## Assignment
Copy out each line of the material below that holds the string "rule".

── Information given ──

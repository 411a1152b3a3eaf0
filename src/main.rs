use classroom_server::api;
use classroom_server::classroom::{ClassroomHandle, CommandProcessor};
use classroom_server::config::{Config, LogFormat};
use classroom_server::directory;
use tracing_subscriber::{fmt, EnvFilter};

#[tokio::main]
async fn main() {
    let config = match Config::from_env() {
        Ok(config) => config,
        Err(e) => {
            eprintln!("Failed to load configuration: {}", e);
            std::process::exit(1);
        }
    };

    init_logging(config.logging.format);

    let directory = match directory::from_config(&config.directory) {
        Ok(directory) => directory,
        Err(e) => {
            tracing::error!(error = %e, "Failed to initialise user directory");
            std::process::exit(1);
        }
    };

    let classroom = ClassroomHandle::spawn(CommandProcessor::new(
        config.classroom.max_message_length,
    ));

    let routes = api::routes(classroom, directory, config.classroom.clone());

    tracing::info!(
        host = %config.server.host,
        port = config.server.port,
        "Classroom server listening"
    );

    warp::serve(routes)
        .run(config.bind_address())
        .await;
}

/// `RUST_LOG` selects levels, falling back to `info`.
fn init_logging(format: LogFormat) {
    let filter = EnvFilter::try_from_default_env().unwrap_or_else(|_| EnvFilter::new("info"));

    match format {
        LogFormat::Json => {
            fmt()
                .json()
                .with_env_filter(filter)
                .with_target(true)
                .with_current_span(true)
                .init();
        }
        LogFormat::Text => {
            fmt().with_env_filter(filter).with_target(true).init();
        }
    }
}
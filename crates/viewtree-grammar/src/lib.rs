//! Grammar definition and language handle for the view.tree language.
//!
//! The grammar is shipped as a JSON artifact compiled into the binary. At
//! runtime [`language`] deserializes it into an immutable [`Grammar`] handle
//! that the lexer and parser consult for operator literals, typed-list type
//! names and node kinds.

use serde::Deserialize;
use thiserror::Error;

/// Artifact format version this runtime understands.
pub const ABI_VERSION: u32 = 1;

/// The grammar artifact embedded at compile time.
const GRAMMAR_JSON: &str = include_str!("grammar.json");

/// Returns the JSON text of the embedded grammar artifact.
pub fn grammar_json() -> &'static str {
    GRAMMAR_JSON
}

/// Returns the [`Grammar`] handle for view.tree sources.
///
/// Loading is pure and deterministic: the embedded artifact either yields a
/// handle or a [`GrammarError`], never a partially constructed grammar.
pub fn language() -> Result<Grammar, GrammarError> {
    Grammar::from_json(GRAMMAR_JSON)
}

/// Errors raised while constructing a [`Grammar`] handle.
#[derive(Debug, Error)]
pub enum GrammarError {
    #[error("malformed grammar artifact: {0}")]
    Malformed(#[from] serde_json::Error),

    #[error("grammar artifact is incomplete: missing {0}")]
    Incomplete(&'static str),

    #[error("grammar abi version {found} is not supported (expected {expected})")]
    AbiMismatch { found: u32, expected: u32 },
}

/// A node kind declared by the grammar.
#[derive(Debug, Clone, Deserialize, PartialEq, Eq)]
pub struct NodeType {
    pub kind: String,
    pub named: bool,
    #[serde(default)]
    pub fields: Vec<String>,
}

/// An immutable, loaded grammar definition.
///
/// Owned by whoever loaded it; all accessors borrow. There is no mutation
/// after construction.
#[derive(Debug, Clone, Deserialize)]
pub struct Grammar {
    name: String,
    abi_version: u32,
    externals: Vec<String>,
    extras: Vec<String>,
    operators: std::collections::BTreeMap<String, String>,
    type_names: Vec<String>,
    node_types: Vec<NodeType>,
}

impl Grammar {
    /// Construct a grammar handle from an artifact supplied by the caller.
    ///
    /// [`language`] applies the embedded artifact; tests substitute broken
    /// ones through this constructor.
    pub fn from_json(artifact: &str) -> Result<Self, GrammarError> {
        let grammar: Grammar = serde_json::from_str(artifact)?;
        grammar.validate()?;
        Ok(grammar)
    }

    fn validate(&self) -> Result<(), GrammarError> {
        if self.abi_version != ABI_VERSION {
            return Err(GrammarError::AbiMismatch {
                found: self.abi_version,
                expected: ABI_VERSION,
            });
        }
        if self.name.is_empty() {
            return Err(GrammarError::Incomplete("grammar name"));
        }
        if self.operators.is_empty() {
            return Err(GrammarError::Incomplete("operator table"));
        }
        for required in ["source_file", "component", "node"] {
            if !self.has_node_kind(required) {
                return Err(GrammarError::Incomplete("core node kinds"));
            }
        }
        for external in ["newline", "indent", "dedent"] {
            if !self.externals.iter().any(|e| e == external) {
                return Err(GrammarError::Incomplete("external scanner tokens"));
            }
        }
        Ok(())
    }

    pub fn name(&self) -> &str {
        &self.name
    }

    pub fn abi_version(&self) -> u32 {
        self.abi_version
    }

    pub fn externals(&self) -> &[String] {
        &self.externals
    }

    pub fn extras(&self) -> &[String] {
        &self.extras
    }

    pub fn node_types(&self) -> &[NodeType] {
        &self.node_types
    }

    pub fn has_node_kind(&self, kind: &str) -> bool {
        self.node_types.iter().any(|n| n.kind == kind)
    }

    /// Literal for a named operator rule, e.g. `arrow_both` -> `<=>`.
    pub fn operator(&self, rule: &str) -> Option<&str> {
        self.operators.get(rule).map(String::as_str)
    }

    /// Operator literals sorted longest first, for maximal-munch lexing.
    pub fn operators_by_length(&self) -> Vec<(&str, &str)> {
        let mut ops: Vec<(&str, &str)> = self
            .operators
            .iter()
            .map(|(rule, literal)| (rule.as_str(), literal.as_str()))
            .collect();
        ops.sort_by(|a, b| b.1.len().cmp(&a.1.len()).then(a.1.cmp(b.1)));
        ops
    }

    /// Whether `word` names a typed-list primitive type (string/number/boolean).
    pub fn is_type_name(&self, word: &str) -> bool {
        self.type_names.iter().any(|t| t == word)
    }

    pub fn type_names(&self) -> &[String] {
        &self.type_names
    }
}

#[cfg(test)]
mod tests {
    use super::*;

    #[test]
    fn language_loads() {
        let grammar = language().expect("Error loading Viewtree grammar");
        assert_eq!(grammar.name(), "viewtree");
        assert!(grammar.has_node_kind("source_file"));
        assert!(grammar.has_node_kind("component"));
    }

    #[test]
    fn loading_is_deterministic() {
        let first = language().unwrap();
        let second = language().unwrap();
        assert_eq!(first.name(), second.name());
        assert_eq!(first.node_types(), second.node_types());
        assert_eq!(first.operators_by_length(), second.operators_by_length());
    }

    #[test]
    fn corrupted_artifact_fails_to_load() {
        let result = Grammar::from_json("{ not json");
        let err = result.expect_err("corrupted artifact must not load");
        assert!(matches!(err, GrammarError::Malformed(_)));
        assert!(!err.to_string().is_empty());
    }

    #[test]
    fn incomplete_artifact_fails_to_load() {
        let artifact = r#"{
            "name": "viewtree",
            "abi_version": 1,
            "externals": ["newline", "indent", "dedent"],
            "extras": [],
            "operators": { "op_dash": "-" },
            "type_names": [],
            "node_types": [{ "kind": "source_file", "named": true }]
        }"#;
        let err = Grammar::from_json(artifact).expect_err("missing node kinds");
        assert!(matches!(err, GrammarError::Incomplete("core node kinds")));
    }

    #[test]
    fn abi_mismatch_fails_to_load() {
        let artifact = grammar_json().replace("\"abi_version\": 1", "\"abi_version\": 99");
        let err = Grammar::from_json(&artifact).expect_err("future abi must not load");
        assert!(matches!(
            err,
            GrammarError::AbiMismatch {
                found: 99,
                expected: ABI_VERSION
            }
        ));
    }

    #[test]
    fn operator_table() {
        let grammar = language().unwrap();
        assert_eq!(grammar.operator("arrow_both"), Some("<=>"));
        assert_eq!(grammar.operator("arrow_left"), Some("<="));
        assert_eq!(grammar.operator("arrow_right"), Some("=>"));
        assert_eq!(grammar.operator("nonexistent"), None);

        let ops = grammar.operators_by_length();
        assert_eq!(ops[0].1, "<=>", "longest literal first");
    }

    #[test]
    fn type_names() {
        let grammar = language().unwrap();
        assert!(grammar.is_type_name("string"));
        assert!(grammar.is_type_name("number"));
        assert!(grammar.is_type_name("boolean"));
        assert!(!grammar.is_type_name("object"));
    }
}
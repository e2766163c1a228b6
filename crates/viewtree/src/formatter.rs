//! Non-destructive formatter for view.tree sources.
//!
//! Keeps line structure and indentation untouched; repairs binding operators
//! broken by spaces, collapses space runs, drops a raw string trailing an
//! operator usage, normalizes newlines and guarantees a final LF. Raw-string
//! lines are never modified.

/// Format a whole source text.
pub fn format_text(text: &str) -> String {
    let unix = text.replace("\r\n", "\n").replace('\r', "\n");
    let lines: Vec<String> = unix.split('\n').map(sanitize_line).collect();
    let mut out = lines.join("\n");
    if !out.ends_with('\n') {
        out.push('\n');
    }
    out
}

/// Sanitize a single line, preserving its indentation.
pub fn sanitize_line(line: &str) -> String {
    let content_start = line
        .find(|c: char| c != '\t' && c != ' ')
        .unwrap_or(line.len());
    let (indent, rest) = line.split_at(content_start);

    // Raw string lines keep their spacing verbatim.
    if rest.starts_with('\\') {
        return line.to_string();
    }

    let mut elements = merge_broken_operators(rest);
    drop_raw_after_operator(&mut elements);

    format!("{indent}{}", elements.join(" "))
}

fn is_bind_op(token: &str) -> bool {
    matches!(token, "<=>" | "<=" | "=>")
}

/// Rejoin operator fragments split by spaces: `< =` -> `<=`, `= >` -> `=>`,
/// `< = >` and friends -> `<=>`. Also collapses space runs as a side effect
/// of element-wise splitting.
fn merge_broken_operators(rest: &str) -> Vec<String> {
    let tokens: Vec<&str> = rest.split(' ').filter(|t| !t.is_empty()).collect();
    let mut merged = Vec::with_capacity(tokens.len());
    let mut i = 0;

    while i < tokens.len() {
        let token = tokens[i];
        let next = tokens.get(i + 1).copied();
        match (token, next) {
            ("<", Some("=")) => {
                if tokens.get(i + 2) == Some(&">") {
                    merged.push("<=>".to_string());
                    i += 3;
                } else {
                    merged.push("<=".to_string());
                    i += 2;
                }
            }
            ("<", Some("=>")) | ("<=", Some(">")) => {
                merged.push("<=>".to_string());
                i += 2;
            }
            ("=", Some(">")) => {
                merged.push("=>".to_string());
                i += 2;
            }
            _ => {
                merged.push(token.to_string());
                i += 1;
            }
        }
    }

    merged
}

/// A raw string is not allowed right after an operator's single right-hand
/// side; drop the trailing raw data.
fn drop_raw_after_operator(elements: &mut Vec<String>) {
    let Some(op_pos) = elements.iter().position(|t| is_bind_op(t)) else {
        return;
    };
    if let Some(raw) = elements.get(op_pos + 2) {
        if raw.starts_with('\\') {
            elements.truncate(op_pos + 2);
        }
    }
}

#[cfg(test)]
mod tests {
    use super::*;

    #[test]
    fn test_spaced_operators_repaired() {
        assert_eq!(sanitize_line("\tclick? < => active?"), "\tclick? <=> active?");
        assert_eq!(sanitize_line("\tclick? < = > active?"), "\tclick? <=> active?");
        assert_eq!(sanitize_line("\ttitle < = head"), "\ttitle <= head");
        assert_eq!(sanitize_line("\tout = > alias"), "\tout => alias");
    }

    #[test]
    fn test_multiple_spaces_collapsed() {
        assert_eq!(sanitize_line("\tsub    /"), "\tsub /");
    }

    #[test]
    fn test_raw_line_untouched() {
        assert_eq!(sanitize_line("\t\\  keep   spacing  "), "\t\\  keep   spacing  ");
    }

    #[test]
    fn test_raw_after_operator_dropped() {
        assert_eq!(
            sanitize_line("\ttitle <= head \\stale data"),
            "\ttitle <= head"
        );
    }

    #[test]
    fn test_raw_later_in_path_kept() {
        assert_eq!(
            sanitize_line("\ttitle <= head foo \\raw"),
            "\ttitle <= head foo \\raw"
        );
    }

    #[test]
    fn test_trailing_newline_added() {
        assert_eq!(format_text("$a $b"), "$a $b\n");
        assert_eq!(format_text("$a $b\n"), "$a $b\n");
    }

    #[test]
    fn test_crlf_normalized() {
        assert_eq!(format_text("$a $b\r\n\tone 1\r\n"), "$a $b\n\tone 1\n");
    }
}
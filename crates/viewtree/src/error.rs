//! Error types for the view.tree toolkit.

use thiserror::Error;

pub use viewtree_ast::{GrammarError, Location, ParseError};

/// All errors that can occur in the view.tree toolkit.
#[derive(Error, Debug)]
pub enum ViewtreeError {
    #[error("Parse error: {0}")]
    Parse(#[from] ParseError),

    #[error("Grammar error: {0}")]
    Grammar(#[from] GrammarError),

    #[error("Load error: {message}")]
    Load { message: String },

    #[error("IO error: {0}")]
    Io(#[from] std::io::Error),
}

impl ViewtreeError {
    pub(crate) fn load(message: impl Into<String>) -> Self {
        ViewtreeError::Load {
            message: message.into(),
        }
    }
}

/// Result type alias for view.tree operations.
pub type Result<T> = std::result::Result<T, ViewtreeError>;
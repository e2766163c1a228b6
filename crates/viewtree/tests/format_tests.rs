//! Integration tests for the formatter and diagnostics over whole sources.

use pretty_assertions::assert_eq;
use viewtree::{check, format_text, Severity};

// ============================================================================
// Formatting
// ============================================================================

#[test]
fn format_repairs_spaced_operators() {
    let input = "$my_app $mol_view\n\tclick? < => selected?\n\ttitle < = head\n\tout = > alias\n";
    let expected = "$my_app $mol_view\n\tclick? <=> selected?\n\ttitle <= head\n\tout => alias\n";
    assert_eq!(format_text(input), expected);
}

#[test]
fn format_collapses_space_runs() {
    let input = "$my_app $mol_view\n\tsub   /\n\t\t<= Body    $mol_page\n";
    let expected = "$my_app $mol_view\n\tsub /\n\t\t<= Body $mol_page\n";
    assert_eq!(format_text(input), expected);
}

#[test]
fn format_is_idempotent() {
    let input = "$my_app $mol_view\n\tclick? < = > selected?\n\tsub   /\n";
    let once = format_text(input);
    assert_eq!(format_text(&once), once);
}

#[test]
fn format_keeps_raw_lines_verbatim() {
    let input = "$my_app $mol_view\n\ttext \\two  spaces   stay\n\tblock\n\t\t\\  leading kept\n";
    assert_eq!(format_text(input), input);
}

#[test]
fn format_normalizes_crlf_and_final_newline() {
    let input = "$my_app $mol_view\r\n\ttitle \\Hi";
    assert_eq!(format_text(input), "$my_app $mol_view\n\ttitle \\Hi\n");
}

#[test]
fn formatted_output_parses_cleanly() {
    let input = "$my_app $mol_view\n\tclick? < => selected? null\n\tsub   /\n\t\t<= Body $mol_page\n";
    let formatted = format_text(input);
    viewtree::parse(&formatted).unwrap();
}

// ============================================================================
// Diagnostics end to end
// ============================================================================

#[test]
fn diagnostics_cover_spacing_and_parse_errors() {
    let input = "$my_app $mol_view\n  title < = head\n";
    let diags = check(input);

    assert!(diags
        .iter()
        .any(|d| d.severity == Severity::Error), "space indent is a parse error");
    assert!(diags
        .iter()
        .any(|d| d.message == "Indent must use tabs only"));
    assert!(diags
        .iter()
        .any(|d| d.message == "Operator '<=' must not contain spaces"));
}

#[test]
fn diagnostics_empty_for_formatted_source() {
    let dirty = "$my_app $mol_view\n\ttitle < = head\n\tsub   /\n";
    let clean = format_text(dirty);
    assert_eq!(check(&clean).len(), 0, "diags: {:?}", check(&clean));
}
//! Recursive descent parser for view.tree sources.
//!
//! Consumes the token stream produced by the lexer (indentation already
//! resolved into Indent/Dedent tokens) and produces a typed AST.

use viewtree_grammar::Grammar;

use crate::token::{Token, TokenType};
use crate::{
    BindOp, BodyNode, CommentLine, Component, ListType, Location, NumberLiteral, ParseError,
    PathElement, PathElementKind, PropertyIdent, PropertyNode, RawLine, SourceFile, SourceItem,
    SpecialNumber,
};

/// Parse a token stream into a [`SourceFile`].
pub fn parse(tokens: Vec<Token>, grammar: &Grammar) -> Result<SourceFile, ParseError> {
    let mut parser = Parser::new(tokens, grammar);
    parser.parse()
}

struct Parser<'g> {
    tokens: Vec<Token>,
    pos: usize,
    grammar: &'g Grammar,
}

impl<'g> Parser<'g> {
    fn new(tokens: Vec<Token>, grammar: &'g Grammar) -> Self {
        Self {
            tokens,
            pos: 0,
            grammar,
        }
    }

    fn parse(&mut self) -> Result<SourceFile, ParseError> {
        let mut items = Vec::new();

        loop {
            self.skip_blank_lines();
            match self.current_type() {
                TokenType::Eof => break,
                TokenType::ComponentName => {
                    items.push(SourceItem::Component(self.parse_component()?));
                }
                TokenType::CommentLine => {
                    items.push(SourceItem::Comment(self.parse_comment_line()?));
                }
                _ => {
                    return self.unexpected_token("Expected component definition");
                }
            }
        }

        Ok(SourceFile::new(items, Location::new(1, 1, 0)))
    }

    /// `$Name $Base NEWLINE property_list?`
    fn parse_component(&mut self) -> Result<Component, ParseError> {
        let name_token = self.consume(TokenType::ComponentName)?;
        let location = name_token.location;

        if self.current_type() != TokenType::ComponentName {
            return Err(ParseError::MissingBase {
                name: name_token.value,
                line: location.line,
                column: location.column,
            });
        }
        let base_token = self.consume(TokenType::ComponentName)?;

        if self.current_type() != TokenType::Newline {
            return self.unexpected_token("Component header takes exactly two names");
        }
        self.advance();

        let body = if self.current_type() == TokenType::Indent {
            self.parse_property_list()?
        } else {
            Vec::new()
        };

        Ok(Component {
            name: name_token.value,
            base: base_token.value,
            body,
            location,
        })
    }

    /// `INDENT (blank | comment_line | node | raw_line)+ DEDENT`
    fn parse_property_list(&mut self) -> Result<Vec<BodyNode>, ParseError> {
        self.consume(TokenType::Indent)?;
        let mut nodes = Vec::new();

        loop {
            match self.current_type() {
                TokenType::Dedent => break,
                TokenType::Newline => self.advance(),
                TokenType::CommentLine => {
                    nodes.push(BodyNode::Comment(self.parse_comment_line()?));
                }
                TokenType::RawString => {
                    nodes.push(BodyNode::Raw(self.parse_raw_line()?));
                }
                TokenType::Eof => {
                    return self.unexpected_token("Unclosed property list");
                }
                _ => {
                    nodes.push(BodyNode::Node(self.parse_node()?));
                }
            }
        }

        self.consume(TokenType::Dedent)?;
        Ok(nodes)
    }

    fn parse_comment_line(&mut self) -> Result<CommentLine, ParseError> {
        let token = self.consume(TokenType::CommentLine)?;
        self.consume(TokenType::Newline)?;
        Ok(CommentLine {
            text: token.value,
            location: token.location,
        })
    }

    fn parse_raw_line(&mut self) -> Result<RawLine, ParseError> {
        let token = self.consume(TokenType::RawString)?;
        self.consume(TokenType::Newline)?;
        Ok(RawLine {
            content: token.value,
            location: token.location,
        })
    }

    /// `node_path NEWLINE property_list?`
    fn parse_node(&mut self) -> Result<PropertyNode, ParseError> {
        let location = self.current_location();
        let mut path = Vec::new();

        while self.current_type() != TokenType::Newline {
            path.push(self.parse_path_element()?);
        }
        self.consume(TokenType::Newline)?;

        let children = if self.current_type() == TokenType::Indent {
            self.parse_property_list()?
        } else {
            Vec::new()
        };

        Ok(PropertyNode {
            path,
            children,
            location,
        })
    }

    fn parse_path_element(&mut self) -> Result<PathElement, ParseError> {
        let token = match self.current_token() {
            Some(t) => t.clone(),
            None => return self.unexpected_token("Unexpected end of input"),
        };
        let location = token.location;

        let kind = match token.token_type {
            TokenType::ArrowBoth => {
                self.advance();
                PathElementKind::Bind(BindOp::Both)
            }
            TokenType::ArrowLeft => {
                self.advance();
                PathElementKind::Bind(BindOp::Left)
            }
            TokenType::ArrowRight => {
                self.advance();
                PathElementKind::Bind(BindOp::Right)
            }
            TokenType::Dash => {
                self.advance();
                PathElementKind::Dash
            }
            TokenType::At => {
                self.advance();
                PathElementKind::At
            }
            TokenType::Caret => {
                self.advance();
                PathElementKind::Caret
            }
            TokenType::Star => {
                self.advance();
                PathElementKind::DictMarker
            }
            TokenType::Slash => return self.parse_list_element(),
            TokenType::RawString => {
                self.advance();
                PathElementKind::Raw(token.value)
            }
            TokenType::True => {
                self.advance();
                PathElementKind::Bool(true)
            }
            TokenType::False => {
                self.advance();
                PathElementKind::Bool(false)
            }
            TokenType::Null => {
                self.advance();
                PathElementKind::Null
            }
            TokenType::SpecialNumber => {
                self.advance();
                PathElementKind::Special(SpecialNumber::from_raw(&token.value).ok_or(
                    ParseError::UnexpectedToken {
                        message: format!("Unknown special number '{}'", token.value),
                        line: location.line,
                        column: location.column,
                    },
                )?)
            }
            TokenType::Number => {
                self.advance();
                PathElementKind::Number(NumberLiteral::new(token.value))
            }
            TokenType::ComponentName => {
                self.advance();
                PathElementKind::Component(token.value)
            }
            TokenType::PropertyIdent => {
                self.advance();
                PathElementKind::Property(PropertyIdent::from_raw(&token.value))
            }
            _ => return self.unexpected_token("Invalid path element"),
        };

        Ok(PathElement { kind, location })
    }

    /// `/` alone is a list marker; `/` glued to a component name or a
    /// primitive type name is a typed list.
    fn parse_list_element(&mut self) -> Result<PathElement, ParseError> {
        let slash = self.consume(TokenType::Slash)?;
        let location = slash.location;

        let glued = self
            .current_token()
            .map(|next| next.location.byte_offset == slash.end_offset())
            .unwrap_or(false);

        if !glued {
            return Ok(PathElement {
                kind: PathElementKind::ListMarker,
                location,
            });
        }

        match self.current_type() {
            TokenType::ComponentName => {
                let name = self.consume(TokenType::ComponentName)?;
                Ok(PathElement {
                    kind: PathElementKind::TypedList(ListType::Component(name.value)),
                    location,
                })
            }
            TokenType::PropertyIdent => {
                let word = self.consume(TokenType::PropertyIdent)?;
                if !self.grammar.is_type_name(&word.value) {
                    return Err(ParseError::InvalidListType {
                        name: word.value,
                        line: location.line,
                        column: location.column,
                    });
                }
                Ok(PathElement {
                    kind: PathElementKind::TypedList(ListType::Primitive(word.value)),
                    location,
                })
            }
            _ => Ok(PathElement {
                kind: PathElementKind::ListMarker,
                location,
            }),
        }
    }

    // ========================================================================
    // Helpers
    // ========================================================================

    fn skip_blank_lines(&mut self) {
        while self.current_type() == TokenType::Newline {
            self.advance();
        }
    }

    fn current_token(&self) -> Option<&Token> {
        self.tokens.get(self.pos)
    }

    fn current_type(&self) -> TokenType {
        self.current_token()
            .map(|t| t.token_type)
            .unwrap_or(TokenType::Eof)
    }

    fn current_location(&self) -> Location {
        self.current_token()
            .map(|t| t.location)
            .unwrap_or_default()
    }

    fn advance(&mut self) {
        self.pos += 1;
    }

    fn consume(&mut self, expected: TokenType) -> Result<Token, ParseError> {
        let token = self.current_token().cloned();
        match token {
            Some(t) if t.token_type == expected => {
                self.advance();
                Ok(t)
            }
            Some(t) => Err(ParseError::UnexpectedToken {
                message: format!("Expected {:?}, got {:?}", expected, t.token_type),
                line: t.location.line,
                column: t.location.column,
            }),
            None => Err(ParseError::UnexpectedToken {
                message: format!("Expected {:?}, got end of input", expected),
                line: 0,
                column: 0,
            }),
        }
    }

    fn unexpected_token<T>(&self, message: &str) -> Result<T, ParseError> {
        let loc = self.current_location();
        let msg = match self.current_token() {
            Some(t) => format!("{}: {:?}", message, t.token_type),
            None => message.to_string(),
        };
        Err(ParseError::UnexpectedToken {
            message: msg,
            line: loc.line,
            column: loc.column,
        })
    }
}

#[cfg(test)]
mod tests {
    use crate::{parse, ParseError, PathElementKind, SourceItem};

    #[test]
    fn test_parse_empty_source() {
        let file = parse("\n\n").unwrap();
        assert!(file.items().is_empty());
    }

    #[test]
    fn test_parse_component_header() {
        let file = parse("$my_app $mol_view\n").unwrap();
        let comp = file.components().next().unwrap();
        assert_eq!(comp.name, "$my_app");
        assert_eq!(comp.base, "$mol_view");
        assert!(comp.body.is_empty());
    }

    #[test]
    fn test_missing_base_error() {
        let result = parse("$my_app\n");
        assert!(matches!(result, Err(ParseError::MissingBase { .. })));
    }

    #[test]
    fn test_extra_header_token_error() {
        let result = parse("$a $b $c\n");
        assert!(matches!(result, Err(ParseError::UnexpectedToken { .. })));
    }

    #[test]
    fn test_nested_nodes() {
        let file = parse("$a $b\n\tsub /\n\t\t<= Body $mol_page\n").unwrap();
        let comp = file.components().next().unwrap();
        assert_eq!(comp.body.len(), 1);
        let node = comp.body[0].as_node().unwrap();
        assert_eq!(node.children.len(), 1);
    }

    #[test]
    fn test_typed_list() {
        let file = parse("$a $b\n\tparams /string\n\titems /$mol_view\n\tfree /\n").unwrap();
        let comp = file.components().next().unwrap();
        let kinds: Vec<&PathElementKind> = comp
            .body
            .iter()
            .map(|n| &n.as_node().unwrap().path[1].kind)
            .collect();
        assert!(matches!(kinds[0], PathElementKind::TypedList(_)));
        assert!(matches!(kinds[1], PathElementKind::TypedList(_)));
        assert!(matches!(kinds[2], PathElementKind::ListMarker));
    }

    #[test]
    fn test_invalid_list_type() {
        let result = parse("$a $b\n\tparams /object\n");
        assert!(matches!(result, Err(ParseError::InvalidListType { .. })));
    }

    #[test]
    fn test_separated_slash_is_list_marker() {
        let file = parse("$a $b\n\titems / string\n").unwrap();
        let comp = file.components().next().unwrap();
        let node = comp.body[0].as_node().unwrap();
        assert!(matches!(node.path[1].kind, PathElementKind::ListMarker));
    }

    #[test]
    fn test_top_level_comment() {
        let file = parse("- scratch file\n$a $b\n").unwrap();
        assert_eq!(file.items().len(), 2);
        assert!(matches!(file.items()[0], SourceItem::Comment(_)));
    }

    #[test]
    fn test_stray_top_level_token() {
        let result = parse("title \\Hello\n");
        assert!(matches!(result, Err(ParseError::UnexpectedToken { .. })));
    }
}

───

## Task response
    /// Literal for a named operator rule, e.g. `arrow_both` -> `<=>`.
    pub fn operator(&self, rule: &str) -> Option<&str> {
        self.operators.get(rule).map(String::as_str)
            .map(|(rule, literal)| (rule.as_str(), literal.as_str()))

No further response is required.